Saved entries

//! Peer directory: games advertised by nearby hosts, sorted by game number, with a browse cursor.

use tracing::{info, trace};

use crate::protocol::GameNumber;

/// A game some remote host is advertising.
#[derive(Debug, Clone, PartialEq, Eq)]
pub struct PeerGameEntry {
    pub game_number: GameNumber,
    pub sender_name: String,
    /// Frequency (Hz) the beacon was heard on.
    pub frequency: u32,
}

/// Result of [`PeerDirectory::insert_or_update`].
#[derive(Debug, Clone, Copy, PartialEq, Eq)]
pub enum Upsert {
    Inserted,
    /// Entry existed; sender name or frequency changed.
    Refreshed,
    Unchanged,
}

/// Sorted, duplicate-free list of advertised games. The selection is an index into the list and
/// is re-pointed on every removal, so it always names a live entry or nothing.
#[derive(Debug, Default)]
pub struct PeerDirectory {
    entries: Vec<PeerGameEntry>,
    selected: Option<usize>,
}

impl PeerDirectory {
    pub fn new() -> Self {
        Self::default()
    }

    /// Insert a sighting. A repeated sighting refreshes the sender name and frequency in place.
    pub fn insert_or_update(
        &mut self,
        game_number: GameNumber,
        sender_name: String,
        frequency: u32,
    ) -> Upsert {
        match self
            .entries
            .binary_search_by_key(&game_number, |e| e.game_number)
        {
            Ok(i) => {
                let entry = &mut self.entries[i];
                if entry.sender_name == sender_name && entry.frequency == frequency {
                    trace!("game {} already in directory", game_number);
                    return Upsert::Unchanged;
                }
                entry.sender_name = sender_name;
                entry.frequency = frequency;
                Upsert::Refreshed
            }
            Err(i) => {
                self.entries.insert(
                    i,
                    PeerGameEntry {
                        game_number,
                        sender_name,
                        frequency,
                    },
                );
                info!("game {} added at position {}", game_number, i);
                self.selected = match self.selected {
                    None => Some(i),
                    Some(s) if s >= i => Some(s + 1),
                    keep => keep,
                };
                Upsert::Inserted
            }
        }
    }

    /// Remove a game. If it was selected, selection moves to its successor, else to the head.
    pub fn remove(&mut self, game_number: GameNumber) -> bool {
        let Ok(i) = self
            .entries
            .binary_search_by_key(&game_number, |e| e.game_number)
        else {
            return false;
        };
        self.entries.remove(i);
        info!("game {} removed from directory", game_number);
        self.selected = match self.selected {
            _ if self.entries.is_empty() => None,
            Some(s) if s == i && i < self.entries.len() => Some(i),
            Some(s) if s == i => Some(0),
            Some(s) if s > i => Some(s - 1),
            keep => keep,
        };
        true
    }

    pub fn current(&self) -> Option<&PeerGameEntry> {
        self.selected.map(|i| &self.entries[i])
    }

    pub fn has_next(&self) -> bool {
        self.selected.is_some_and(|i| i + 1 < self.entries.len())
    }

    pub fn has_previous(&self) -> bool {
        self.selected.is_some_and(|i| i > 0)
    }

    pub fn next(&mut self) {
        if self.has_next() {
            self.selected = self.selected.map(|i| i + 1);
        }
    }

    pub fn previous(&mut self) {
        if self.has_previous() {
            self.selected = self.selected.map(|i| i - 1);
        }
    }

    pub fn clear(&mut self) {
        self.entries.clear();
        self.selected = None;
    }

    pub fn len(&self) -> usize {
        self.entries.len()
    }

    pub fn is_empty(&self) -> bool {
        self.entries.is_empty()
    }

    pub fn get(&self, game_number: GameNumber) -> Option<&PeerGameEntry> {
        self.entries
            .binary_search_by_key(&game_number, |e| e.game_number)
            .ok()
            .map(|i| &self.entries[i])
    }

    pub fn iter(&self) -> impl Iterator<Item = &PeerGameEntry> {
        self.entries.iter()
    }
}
==
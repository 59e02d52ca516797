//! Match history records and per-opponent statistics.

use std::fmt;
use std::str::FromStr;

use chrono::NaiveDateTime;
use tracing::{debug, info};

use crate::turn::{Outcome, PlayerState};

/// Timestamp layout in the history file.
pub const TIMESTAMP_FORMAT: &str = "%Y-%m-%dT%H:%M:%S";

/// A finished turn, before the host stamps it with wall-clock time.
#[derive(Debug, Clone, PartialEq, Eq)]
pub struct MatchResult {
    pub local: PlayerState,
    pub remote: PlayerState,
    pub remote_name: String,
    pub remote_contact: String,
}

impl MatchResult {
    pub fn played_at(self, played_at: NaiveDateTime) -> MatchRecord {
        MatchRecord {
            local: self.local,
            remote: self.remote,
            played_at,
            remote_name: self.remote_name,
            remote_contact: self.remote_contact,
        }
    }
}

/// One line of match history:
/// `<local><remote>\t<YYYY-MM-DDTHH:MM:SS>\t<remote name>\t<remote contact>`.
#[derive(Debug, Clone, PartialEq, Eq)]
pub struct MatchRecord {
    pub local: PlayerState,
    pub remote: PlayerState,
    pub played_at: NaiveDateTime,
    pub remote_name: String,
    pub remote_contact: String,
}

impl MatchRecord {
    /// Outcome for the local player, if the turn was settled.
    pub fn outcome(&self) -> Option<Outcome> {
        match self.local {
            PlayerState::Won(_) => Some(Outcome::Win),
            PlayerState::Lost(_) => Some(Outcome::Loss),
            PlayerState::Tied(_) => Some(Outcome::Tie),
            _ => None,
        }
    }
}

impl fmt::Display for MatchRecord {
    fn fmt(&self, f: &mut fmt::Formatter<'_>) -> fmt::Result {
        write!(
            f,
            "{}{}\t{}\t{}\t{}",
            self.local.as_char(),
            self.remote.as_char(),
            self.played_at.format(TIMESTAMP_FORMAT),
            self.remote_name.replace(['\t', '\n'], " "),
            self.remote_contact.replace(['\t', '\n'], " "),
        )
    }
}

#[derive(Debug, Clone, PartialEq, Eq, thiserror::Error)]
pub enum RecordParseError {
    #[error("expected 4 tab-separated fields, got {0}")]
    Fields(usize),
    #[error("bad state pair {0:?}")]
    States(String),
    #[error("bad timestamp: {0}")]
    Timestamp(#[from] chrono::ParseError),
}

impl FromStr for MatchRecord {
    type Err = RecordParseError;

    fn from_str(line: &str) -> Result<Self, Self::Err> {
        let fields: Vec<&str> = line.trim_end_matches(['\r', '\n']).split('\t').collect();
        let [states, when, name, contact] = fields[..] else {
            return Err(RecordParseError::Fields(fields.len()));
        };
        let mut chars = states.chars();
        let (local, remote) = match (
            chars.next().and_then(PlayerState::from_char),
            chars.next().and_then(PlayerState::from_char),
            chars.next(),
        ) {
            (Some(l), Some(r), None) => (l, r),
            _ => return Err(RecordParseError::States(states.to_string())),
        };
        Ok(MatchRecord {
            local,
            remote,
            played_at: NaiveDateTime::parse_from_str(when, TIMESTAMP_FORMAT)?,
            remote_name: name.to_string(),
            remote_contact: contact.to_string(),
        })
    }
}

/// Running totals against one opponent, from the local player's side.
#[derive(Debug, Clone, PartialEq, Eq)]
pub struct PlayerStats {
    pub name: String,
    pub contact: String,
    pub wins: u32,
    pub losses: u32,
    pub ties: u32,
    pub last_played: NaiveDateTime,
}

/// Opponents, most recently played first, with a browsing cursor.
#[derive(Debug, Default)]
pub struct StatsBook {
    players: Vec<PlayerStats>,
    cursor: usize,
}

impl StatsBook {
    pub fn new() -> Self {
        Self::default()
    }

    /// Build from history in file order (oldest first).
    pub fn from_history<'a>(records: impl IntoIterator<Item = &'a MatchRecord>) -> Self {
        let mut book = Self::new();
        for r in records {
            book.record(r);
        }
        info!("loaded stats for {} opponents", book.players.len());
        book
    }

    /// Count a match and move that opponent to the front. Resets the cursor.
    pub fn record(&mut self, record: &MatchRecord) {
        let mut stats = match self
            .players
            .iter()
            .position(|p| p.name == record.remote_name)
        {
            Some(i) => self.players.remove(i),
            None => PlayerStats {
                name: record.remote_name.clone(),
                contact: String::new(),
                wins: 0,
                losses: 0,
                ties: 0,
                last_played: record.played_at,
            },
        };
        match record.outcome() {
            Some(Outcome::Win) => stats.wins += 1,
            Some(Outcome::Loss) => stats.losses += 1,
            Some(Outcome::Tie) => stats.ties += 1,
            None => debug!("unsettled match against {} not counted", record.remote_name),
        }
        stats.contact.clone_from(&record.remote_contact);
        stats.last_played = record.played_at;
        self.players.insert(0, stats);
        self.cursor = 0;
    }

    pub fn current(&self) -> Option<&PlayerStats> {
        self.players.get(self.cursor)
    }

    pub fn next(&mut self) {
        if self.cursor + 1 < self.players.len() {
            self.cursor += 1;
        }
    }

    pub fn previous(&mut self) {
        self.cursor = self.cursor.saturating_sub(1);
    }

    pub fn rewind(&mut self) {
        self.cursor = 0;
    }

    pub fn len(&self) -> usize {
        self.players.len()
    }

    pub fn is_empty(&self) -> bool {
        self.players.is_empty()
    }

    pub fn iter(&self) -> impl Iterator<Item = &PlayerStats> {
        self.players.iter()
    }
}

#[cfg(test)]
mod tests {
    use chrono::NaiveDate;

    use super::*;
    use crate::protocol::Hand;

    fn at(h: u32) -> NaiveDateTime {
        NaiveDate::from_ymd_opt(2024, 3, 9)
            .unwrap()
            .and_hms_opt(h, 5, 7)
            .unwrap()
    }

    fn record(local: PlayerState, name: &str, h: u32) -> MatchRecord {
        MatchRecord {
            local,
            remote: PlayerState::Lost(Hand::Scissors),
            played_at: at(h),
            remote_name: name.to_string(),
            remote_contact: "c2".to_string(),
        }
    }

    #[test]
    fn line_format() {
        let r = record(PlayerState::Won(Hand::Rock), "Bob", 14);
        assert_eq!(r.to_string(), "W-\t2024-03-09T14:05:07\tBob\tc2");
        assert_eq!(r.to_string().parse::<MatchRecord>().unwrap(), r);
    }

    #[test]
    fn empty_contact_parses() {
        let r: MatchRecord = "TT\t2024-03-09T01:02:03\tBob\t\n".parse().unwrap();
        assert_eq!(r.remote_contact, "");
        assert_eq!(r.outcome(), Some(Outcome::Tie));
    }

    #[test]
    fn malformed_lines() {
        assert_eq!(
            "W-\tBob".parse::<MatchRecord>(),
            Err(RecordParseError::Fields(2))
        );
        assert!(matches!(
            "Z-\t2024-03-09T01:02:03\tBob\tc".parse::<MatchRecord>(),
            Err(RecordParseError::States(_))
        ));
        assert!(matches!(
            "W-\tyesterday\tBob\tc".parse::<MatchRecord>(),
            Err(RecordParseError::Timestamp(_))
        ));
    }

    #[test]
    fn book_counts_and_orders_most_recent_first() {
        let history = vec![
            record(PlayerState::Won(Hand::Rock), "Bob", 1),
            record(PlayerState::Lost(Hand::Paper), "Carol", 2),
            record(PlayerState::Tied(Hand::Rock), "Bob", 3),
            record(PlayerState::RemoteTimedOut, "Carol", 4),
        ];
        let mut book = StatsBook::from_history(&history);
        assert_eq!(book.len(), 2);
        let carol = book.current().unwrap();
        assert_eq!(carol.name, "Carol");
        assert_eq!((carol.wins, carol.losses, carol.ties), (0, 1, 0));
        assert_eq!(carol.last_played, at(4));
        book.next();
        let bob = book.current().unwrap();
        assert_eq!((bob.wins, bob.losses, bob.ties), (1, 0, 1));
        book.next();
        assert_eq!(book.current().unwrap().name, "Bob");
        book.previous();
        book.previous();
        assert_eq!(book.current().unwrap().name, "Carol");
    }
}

→ Task item:
As the answer, set down only the lines from the data above between the one holding "pub fn remove(&mut" and the one holding "if self.entries.is_empty() =>", inclusive, exactly as they read.

→ Answer space:
    pub fn remove(&mut self, game_number: GameNumber) -> bool {
        let Ok(i) = self
            .entries
            .binary_search_by_key(&game_number, |e| e.game_number)
        else {
            return false;
        };
        self.entries.remove(i);
        info!("game {} removed from directory", game_number);
        self.selected = match self.selected {
            _ if self.entries.is_empty() => None,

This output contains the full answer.